== Data in this exercise ==
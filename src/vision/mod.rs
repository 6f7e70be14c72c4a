// Copyright (c) 2025 Fabstir
// SPDX-License-Identifier: BUSL-1.1
//! Image classifiers used to describe an upload
//!
//! This module provides:
//! - Face detection via a SeetaFace cascade (`rustface`)
//! - Dog / not-dog discrimination via ResNet50 (ONNX)
//! - Breed classification via Xception bottleneck features + a trained head (ONNX)
//!
//! Everything runs on CPU.

pub mod breed;
pub mod dog;
pub mod error;
pub mod face;
pub mod image_utils;
pub mod labels;
pub mod model_manager;
pub mod onnx;
pub mod preprocessing;

pub use breed::{BreedClassifier, XceptionBreedClassifier};
pub use dog::{is_dog_class, DogDetector, ResNet50DogDetector, DOG_CLASS_INDICES};
pub use error::VisionError;
pub use face::{CascadeFaceDetector, FaceDetector};
pub use image_utils::{load_image, path_to_tensor};
pub use labels::LabelTable;
pub use model_manager::{ClassifierSet, VisionModelConfig, VisionModelInfo};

== What this task involves ==
Reproduce all of the data exactly as given.

== Solution to this problem ==
filename src/vision/mod.rs
repository 6f7e70be14c72c4a
// Copyright (c) 2025 Fabstir
// SPDX-License-Identifier: BUSL-1.1
//! Image classifiers used to describe an upload
//!
//! This module provides:
//! - Face detection via a SeetaFace cascade (`rustface`)
//! - Dog / not-dog discrimination via ResNet50 (ONNX)
//! - Breed classification via Xception bottleneck features + a trained head (ONNX)
//!
//! Everything runs on CPU.

pub mod breed;
pub mod dog;
pub mod error;
pub mod face;
pub mod image_utils;
pub mod labels;
pub mod model_manager;
pub mod onnx;
pub mod preprocessing;

pub use breed::{BreedClassifier, XceptionBreedClassifier};
pub use dog::{is_dog_class, DogDetector, ResNet50DogDetector, DOG_CLASS_INDICES};
pub use error::VisionError;
pub use face::{CascadeFaceDetector, FaceDetector};
pub use image_utils::{load_image, path_to_tensor};
pub use labels::LabelTable;
pub use model_manager::{ClassifierSet, VisionModelConfig, VisionModelInfo};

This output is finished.